The last week of our Camino took us into the city of Santiago de Compostela, of course, and to the famous, wondrous Cathedral. I felt numb and a bit dumb; perhaps we all did.
I’m writing this in retrospect eight months later and it’s going to be brief. I need to complete this sporadic blog account; I am sorry, truly, that my discipline lapsed; I apologize to anyone who was gracious enough to follow this blog, and I apologize to myself, even. But sometimes the commitment to document interferes with the moment of experience, and simply experiencing without comment becomes the more satisfying choice. And then there’s also the tangle of emotions and reflections that call for poetry at the end of a significant experience. But what if one’s not a poet?
In Santiago, we stayed two nights in an albergue on the outskirts of the city because others were filled. We learned how to read the map and take the bus into the old city. We went to the pilgrim office to present our credentials and get our compostelas (the certificate that you walked at least the last 100 km of the pilgrimage).

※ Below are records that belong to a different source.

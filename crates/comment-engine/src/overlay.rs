use serde::Serialize;

use crate::config::DEFAULT_DRAG_DISMISS_THRESHOLD;
use crate::model::EntityRef;
use crate::{CommentId, Error, Result};

/// Where a context menu was opened, and so where dismissing it returns to.
#[derive(Debug, Clone, Copy, PartialEq, Eq, Serialize)]
#[serde(rename_all = "snake_case")]
pub enum MenuHost {
    Page,
    ReplyPanel(CommentId),
}

impl MenuHost {
    fn base(self) -> Overlay {
        match self {
            MenuHost::Page => Overlay::None,
            MenuHost::ReplyPanel(comment) => Overlay::ReplyPanel { comment },
        }
    }
}

/// The single surface drawn above the comment page.
#[derive(Debug, Clone, Default, PartialEq, Serialize)]
#[serde(tag = "state", rename_all = "snake_case")]
pub enum Overlay {
    #[default]
    None,
    RatingDialog,
    Composer {
        reply_to_name: Option<String>,
    },
    ReplyPanel {
        comment: CommentId,
    },
    ContextMenu {
        entity: EntityRef,
        host: MenuHost,
    },
    DeleteConfirm {
        entity: EntityRef,
    },
}

impl Overlay {
    pub fn name(&self) -> &'static str {
        match self {
            Overlay::None => "none",
            Overlay::RatingDialog => "rating dialog",
            Overlay::Composer { .. } => "composer",
            Overlay::ReplyPanel { .. } => "reply panel",
            Overlay::ContextMenu { .. } => "context menu",
            Overlay::DeleteConfirm { .. } => "delete confirmation",
        }
    }
}

/// How the user tried to close the reply panel.
#[derive(Debug, Clone, Copy, PartialEq)]
pub enum DismissGesture {
    /// Close or back button.
    Explicit,
    /// Tap on the dimmed mask around the panel.
    Mask,
    /// Drag of the panel handle, released after `distance`.
    Drag { distance: f32 },
}

/// State machine keeping at most one overlay open.
///
/// Modal surfaces (rating dialog, composer, reply panel) open from the bare
/// page or over a page-level context menu, which closes implicitly. Context
/// menus open from the page or from inside the reply panel and fall back to
/// wherever they were opened from when dismissed.
#[derive(Debug, Clone)]
pub struct OverlayCoordinator {
    state: Overlay,
    drag_dismiss_threshold: f32,
}

impl Default for OverlayCoordinator {
    fn default() -> Self {
        Self::new(DEFAULT_DRAG_DISMISS_THRESHOLD)
    }
}

impl OverlayCoordinator {
    pub fn new(drag_dismiss_threshold: f32) -> Self {
        Self {
            state: Overlay::None,
            drag_dismiss_threshold,
        }
    }

    pub fn state(&self) -> &Overlay {
        &self.state
    }

    /// The open context menu's entity and host, if any.
    pub fn open_menu(&self) -> Option<(EntityRef, MenuHost)> {
        match self.state {
            Overlay::ContextMenu { entity, host } => Some((entity, host)),
            _ => None,
        }
    }

    pub fn reply_panel(&self) -> Option<CommentId> {
        match self.state {
            Overlay::ReplyPanel { comment } => Some(comment),
            _ => None,
        }
    }

    pub fn open_rating_dialog(&mut self, already_rated: bool) -> Result<()> {
        if already_rated {
            return Err(Error::AlreadyRated);
        }
        self.open_modal(Overlay::RatingDialog)
    }

    pub fn close_rating_dialog(&mut self) -> Result<()> {
        self.close_modal(|state| matches!(state, Overlay::RatingDialog), "rating dialog")
    }

    pub fn open_composer(&mut self, reply_to_name: Option<String>) -> Result<()> {
        self.open_modal(Overlay::Composer { reply_to_name })
    }

    pub fn close_composer(&mut self) -> Result<()> {
        self.close_modal(|state| matches!(state, Overlay::Composer { .. }), "composer")
    }

    pub fn open_reply_panel(&mut self, comment: CommentId) -> Result<()> {
        self.open_modal(Overlay::ReplyPanel { comment })
    }

    /// Close the reply panel. A drag shorter than the threshold snaps back and
    /// leaves the panel open; returns whether it closed.
    pub fn close_reply_panel(&mut self, gesture: DismissGesture) -> Result<bool> {
        if self.reply_panel().is_none() {
            return Err(Error::NoActiveOverlay {
                expected: "reply panel",
            });
        }
        if let DismissGesture::Drag { distance } = gesture {
            if distance <= self.drag_dismiss_threshold {
                log::debug!(
                    "reply panel drag of {} below threshold {}",
                    distance,
                    self.drag_dismiss_threshold
                );
                return Ok(false);
            }
        }
        self.transition(Overlay::None);
        Ok(true)
    }

    /// Open the menu of `entity`, close it if it is already the open one, or
    /// move the open menu over to `entity`.
    pub fn toggle_menu(&mut self, entity: EntityRef) -> Result<()> {
        let next = match &self.state {
            Overlay::ContextMenu { entity: open, host } if *open == entity => host.base(),
            Overlay::ContextMenu { host, .. } => Overlay::ContextMenu {
                entity,
                host: *host,
            },
            Overlay::None => Overlay::ContextMenu {
                entity,
                host: MenuHost::Page,
            },
            Overlay::ReplyPanel { comment } => Overlay::ContextMenu {
                entity,
                host: MenuHost::ReplyPanel(*comment),
            },
            other => {
                return Err(Error::OverlayBusy {
                    active: other.name(),
                });
            }
        };
        self.transition(next);
        Ok(())
    }

    /// Collapse an open context menu back to its host. Modal overlays ignore
    /// clicks outside of them. Returns whether a menu was closed.
    pub fn background_click(&mut self) -> bool {
        self.dismiss_menu().is_some()
    }

    /// Close the open context menu, returning what it was opened for.
    pub fn dismiss_menu(&mut self) -> Option<(EntityRef, MenuHost)> {
        let (entity, host) = self.open_menu()?;
        self.transition(host.base());
        Some((entity, host))
    }

    /// Turn the open context menu into a delete confirmation for its entity.
    pub fn request_delete(&mut self) -> Result<EntityRef> {
        let (entity, _) = self.open_menu().ok_or(Error::NoActiveOverlay {
            expected: "context menu",
        })?;
        self.transition(Overlay::DeleteConfirm { entity });
        Ok(entity)
    }

    /// Ask for delete confirmation without going through a menu.
    pub fn confirm_delete_of(&mut self, entity: EntityRef) -> Result<()> {
        match self.state {
            Overlay::None | Overlay::ReplyPanel { .. } | Overlay::ContextMenu { .. } => {
                self.transition(Overlay::DeleteConfirm { entity });
                Ok(())
            }
            _ => Err(Error::OverlayBusy {
                active: self.state.name(),
            }),
        }
    }

    pub fn pending_delete(&self) -> Option<EntityRef> {
        match self.state {
            Overlay::DeleteConfirm { entity } => Some(entity),
            _ => None,
        }
    }

    pub fn cancel_delete(&mut self) -> Result<()> {
        self.finish_delete().map(|_| ())
    }

    /// Leave the delete confirmation, returning the entity it was for.
    pub fn finish_delete(&mut self) -> Result<EntityRef> {
        let entity = self.pending_delete().ok_or(Error::NoActiveOverlay {
            expected: "delete confirmation",
        })?;
        self.transition(Overlay::None);
        Ok(entity)
    }

    fn open_modal(&mut self, next: Overlay) -> Result<()> {
        match self.state {
            Overlay::None
            | Overlay::ContextMenu {
                host: MenuHost::Page,
                ..
            } => {
                self.transition(next);
                Ok(())
            }
            _ => Err(Error::OverlayBusy {
                active: self.state.name(),
            }),
        }
    }

    fn close_modal(&mut self, is_open: impl Fn(&Overlay) -> bool, expected: &'static str) -> Result<()> {
        if !is_open(&self.state) {
            return Err(Error::NoActiveOverlay { expected });
        }
        self.transition(Overlay::None);
        Ok(())
    }

    fn transition(&mut self, next: Overlay) {
        log::debug!("overlay {} -> {}", self.state.name(), next.name());
        self.state = next;
    }
}
//! # CoordinatorHarness
//!
//! Wires a [`Coordinator`] to in-memory adapters so integration tests can
//! drive it and inspect storage and published messages directly.
//!
//! ```rust,ignore
//! let harness = CoordinatorHarness::builder()
//!     .with_config(CoordinatorConfig::new().with_worker_threads(2))
//!     .build()
//!     .await?;
//!
//! let ctx = CallContext::new();
//! harness.manager().begin(&ctx, TargetDescriptor::new("orders", "place")).await?;
//! harness.drain().await;
//! ```

use saga_coordinator_core::config::{CoordinatorConfig, StaticIdentity};
use saga_coordinator_core::coordinator::Coordinator;
use saga_coordinator_core::error::Result;
use saga_coordinator_core::model::{CompensationInvocation, Participant, TransId};
use saga_coordinator_core::registry::CompensationRegistry;
use std::ops::Deref;
use std::sync::Arc;
use std::time::Duration;

use crate::memory_dispatcher::InMemoryMessageDispatcher;
use crate::memory_repository::InMemoryTransactionRepository;

/// Coordinator type used throughout the test suite.
pub type TestCoordinator = Coordinator<InMemoryTransactionRepository, InMemoryMessageDispatcher>;

/// Builder for [`CoordinatorHarness`].
pub struct HarnessBuilder {
    config: CoordinatorConfig,
    registry: CompensationRegistry,
    repository: InMemoryTransactionRepository,
    dispatcher: InMemoryMessageDispatcher,
}

impl Default for HarnessBuilder {
    fn default() -> Self {
        Self {
            config: test_config(),
            registry: CompensationRegistry::new(),
            repository: InMemoryTransactionRepository::new(),
            dispatcher: InMemoryMessageDispatcher::new(),
        }
    }
}

impl HarnessBuilder {
    pub fn with_config(mut self, config: CoordinatorConfig) -> Self {
        self.config = config;
        self
    }

    pub fn with_registry(mut self, registry: CompensationRegistry) -> Self {
        self.registry = registry;
        self
    }

    pub fn with_repository(mut self, repository: InMemoryTransactionRepository) -> Self {
        self.repository = repository;
        self
    }

    /// Build the coordinator.
    pub async fn build(self) -> Result<CoordinatorHarness> {
        let coordinator = Coordinator::builder()
            .with_repository(Arc::new(self.repository.clone()))
            .with_dispatcher(Arc::new(self.dispatcher.clone()))
            .with_registry(self.registry)
            .with_identity(Arc::new(StaticIdentity("saga-coordinator-tests".to_string())))
            .with_config(self.config)
            .build()
            .await?;

        Ok(CoordinatorHarness {
            coordinator,
            repository: self.repository,
            dispatcher: self.dispatcher,
        })
    }
}

/// A running coordinator plus handles to its in-memory adapters.
pub struct CoordinatorHarness {
    pub coordinator: TestCoordinator,
    pub repository: InMemoryTransactionRepository,
    pub dispatcher: InMemoryMessageDispatcher,
}

impl CoordinatorHarness {
    pub fn builder() -> HarnessBuilder {
        HarnessBuilder::default()
    }

    /// Harness with the default test configuration.
    pub async fn start() -> Result<Self> {
        Self::builder().build().await
    }

    /// Wait until every queued action has reached the repository.
    pub async fn drain(&self) {
        self.coordinator.log().wait_idle().await;
    }
}

impl Deref for CoordinatorHarness {
    type Target = TestCoordinator;

    fn deref(&self) -> &Self::Target {
        &self.coordinator
    }
}

/// Small, fast configuration: two lanes, recovery off, zero threshold.
pub fn test_config() -> CoordinatorConfig {
    CoordinatorConfig::new()
        .with_queue_capacity(64)
        .with_worker_threads(2)
        .with_recovery(false)
        .with_recovery_initial_delay(Duration::from_millis(10))
        .with_recovery_interval(Duration::from_millis(20))
        .with_recovery_threshold(Duration::ZERO)
}

/// Participant whose compensation calls `action_key` with `args`.
pub fn participant(
    trans_id: &TransId,
    destination: &str,
    action_key: &str,
    args: Vec<serde_json::Value>,
) -> Participant {
    let invocation = args
        .into_iter()
        .fold(CompensationInvocation::new(action_key), |inv, arg| inv.with_arg(arg));
    Participant::new(trans_id.clone(), destination, action_key, invocation)
}
//! Coordinator construction, namespace resolution and shutdown.

use saga_coordinator_core::{
    CallContext, Coordinator, CoordinatorError, StaticIdentity, TargetDescriptor,
};
use saga_coordinator_testing::{
    CoordinatorHarness, InMemoryMessageDispatcher, InMemoryTransactionRepository, test_config,
};
use std::sync::Arc;

#[tokio::test]
async fn test_blank_suffix_falls_back_to_identity() {
    let harness = CoordinatorHarness::start().await.unwrap();

    assert_eq!(harness.namespace(), "saga-coordinator-tests");
    assert_eq!(
        harness.repository.namespace().as_deref(),
        Some("saga-coordinator-tests")
    );
    assert_eq!(harness.codec().codec_id(), "json");
}

#[tokio::test]
async fn test_configured_suffix_wins() {
    let harness = CoordinatorHarness::builder()
        .with_config(test_config().with_repository_suffix("orders"))
        .build()
        .await
        .unwrap();

    assert_eq!(harness.namespace(), "orders");
    assert_eq!(harness.repository.namespace().as_deref(), Some("orders"));
}

#[tokio::test]
async fn test_build_requires_repository() {
    let result = Coordinator::<InMemoryTransactionRepository, InMemoryMessageDispatcher>::builder()
        .with_dispatcher(Arc::new(InMemoryMessageDispatcher::new()))
        .with_identity(Arc::new(StaticIdentity("orders".to_string())))
        .build()
        .await;

    assert!(matches!(result, Err(CoordinatorError::Configuration(_))));
}

#[tokio::test]
async fn test_build_rejects_invalid_config() {
    let result = CoordinatorHarness::builder()
        .with_config(test_config().with_queue_capacity(0))
        .build()
        .await;

    assert!(matches!(result, Err(CoordinatorError::Configuration(_))));
}

#[tokio::test]
async fn test_shutdown_drains_and_rejects_new_work() {
    let harness = CoordinatorHarness::start().await.unwrap();
    let ctx = CallContext::new();
    let record = harness
        .manager()
        .begin(&ctx, TargetDescriptor::new("orders", "place"))
        .await
        .unwrap();

    harness.shutdown().await;

    assert!(harness.repository.get(&record.trans_id).is_some());
    let err = harness
        .manager()
        .begin(&CallContext::new(), TargetDescriptor::new("orders", "place"))
        .await
        .unwrap_err();
    assert!(matches!(err, CoordinatorError::Cancelled));
}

We attended pilgrim mass with its gorgeous display of priests in bright red robes reading in various languages. I went around the altar area to join the line that takes one up a narrow staircase to the backside of the gold statue of St. James as it looks out on the audience. I rested my forehead on Santiago’s shoulder, thanked him for his blessings, and gave the guardian priest a coin for a picture card. I would return another day when I felt more in touch with devotion, with appreciation, with mystery, I decided.
And then Marla, Ginny, and I decided to take the bus through the mountains to Finisterre, to what used to be known as the end of the world, the western-most point of the European continent. It’s where many pilgrims ended their trek, where it was once customary to burn your pilgrim clothes.
And there, another miracle: we found German Dr. Hannah, and then Danish Niels. It almost makes me weep to remember. Dr. Hannah, 77, said she had been coming down to the bus stop morning and evening for several days to look for us; she knew we’d show up. And Niels, well, he just somehow kept appearing before us.
What kind of karma pulls us all like magnets to find one another for a last goodbye?
Then after a night and a day, it’s back to Santiago. Another several hours at the cathedral; a quest to find good paella; final pictures. Our trio is splitting up. Ginny returns to London; Marla, to Sevilla; and I, well, I decide to go back on the Camino. I feel I have unfinished business. I take an overnight bus back to Pamplona.
And it was in those few days alone, after seeing Santiago, that I had my sweetest experiences. For example, I spent the night at the albergue at the Eunate Iglesia: there were just three of us—one German woman, a Frenchman, and me. We did late-night singing and prayers in our own languages in the tiny round sanctuary. I felt I was back perhaps eight centuries. I could hardly believe the grace that permitted me that experience.
The following day, I climbed a mountain off the trail to a deserted abbey, and saw the most beautiful sculpture of the whole trip—a wind-worn stone with the Virgin in ecstasy.
A day later, in Santo Domingo de la Calzada, I stayed at an albergue that contained many pieces of art that depicted that great saint, the engineer of the Camino.
Why didn’t I buy a figurine of him? Little did I know that I’d have an experience with him on the road to San Juan de Ortega. (And I won’t write of that at this time—it’s too fragile, precious, inexplicable.)
Then I found Tosantos, where I chanced upon the opportunity to tour the beautiful cave hermitage of Our Lady of the Rock built into the mountainside; and Ages; and Atapuerca, one of the most significant archeological sites in Europe.
Finally, I ended my Camino in Burgos. I’d walked every step of the route. I felt complete. And the capper was with a sweet, strange, magical, mystical encounter with another pilgrim/disciple of Santo Domingo in a restaurant in that warren of streets that surrounds the magnificent cathedral.
Blown way, I took a bus about midnight to Barcelona.
And there, the miracles continued. It is a great blessing and privilege to be a peregrina on the Way of St. James!